International Investigators Shut down Mega Botnet
For many years, cyber criminals used the Avalanche botnet to launch phishing attacks, spam and online fraud. Now, an international investigator team succeeds in destroying this criminal activity.
Investigators from 39 countries have succeeded in an international operation against data theft and Internet fraud. Their investigation has revealed probably the world's largest infrastructure for the operation of so-called botnets. The FBI and other US authorities were also involved.
"This was an important and successful operation against the international cyber mafia," said the Interior Minister of Lower Saxony, Boris Pistorius.
The investigation was coordinated by the Lower Saxony authorities which cooperated the FBI and Europol and other agencies in 30 countries all over the world.
The investigators identified 16 suspects in an internationally coordinated action. Seven arrest warrants were issued. They belong to an internationally active ring of fraudsters who have been using the Avalanche botnet infrastructure for ransomware attacks and bank fraud since at least 2009. Weekly, more than one million spam and phishing e-mails were sent with malicious attachments or links.

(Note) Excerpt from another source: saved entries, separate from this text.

use std::time::Duration;

/// Fixed-attempt exponential backoff.
///
/// Delays are only slept *between* attempts, so the final multiplication step
/// of a schedule is never waited on.
#[derive(Debug, Clone, Copy, PartialEq, Eq)]
pub struct RetrySchedule {
    pub max_attempts: u32,
    pub initial_delay: Duration,
    pub multiplier: u32,
}

/// AddPolicyGrant: 5 attempts, 5s doubling.
pub const ADD_GRANT_SCHEDULE: RetrySchedule = RetrySchedule {
    max_attempts: 5,
    initial_delay: Duration::from_secs(5),
    multiplier: 2,
};

/// RemovePolicyGrant: 3 attempts, 5s tripling.
pub const REMOVE_GRANT_SCHEDULE: RetrySchedule = RetrySchedule {
    max_attempts: 3,
    initial_delay: Duration::from_secs(5),
    multiplier: 3,
};

impl RetrySchedule {
    /// Delay to wait after the given 1-based attempt fails, or `None` when
    /// that attempt was the last one.
    pub fn delay_after(&self, attempt: u32) -> Option<Duration> {
        if attempt == 0 || attempt >= self.max_attempts {
            return None;
        }
        let factor = self.multiplier.saturating_pow(attempt - 1);
        Some(self.initial_delay.saturating_mul(factor))
    }

    pub fn delays(&self) -> Vec<Duration> {
        (1..self.max_attempts)
            .filter_map(|attempt| self.delay_after(attempt))
            .collect()
    }
}

pub trait Sleeper {
    fn sleep(&self, duration: Duration);
}

#[derive(Debug, Clone, PartialEq, Eq)]
pub enum ApplyOutcome {
    Applied { attempts: u32 },
    Exhausted { attempts: u32, last_error: String },
}

/// Runs `operation` until it succeeds or the schedule runs out.
///
/// `on_failure` sees each failed attempt together with the delay that will
/// follow it (`None` for the final attempt). Errors never escape: exhaustion
/// is reported as [`ApplyOutcome::Exhausted`].
pub fn run_with_retry(
    schedule: &RetrySchedule,
    sleeper: &dyn Sleeper,
    mut operation: impl FnMut(u32) -> Result<(), String>,
    mut on_failure: impl FnMut(u32, &str, Option<Duration>),
) -> ApplyOutcome {
    let mut last_error = String::new();
    for attempt in 1..=schedule.max_attempts {
        match operation(attempt) {
            Ok(()) => return ApplyOutcome::Applied { attempts: attempt },
            Err(error) => {
                let delay = schedule.delay_after(attempt);
                on_failure(attempt, &error, delay);
                last_error = error;
                if let Some(delay) = delay {
                    sleeper.sleep(delay);
                }
            }
        }
    }

    ApplyOutcome::Exhausted {
        attempts: schedule.max_attempts,
        last_error,
    }
}

#[cfg(test)]
mod tests {
    use std::cell::RefCell;

    use super::*;

    #[derive(Default)]
    struct RecordingSleeper {
        slept: RefCell<Vec<Duration>>,
    }

    impl Sleeper for RecordingSleeper {
        fn sleep(&self, duration: Duration) {
            self.slept.borrow_mut().push(duration);
        }
    }

    fn secs(values: &[u64]) -> Vec<Duration> {
        values.iter().copied().map(Duration::from_secs).collect()
    }

    #[test]
    fn add_schedule_doubles_from_five_seconds() {
        assert_eq!(ADD_GRANT_SCHEDULE.delays(), secs(&[5, 10, 20, 40]));
        assert_eq!(ADD_GRANT_SCHEDULE.delay_after(5), None);
    }

    #[test]
    fn remove_schedule_triples_from_five_seconds() {
        assert_eq!(REMOVE_GRANT_SCHEDULE.delays(), secs(&[5, 15]));
        assert_eq!(REMOVE_GRANT_SCHEDULE.delay_after(3), None);
    }

    #[test]
    fn stops_at_first_success() {
        let sleeper = RecordingSleeper::default();
        let mut calls = 0;

        let outcome = run_with_retry(
            &ADD_GRANT_SCHEDULE,
            &sleeper,
            |attempt| {
                calls += 1;
                if attempt < 3 {
                    Err(format!("throttled on attempt {attempt}"))
                } else {
                    Ok(())
                }
            },
            |_, _, _| {},
        );

        assert_eq!(outcome, ApplyOutcome::Applied { attempts: 3 });
        assert_eq!(calls, 3);
        assert_eq!(*sleeper.slept.borrow(), secs(&[5, 10]));
    }

    #[test]
    fn exhaustion_keeps_last_error_and_skips_trailing_sleep() {
        let sleeper = RecordingSleeper::default();
        let mut failures = Vec::new();

        let outcome = run_with_retry(
            &REMOVE_GRANT_SCHEDULE,
            &sleeper,
            |attempt| Err(format!("boom {attempt}")),
            |attempt, _, delay| failures.push((attempt, delay)),
        );

        assert_eq!(
            outcome,
            ApplyOutcome::Exhausted {
                attempts: 3,
                last_error: "boom 3".to_string(),
            }
        );
        assert_eq!(*sleeper.slept.borrow(), secs(&[5, 15]));
        assert_eq!(
            failures,
            vec![
                (1, Some(Duration::from_secs(5))),
                (2, Some(Duration::from_secs(15))),
                (3, None),
            ]
        );
    }
}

By clicking links or opening attachments, computers were infected and thus became botnet zombies. This allowed the attackers to control and spy on more than 500,000 computers in 180 countries.
In 10 countries simultaneous searches and server confiscations took place. Only in Gemany, the overall damage sum is currently estimated at around 6 million Euros from 1336 cases. The worldwide damage could be a number with 9 zeros.
Most infected computers are located in Russia and the USA, the third most affected is Germany. The investigators have analyzed the structure and identified individual servers at the management level.
Analyzes have shown that around 20 different botnets used the infrastructure created by the Avalanche authors. The destruction of the infrastructure is currently being coordinated by the BSI – German national cyber defense center.
For now, it is known that only Windows systems and Android smartphones were part of the Avalanche botnet.
But this is only the first step. Because the malicious programs cannot be remotely deleted from the infected computers, affected users would be informed by their Internet providers and would need to clean their machines. Affected users should check their devices using antivirus software. This should be done as soon as possible.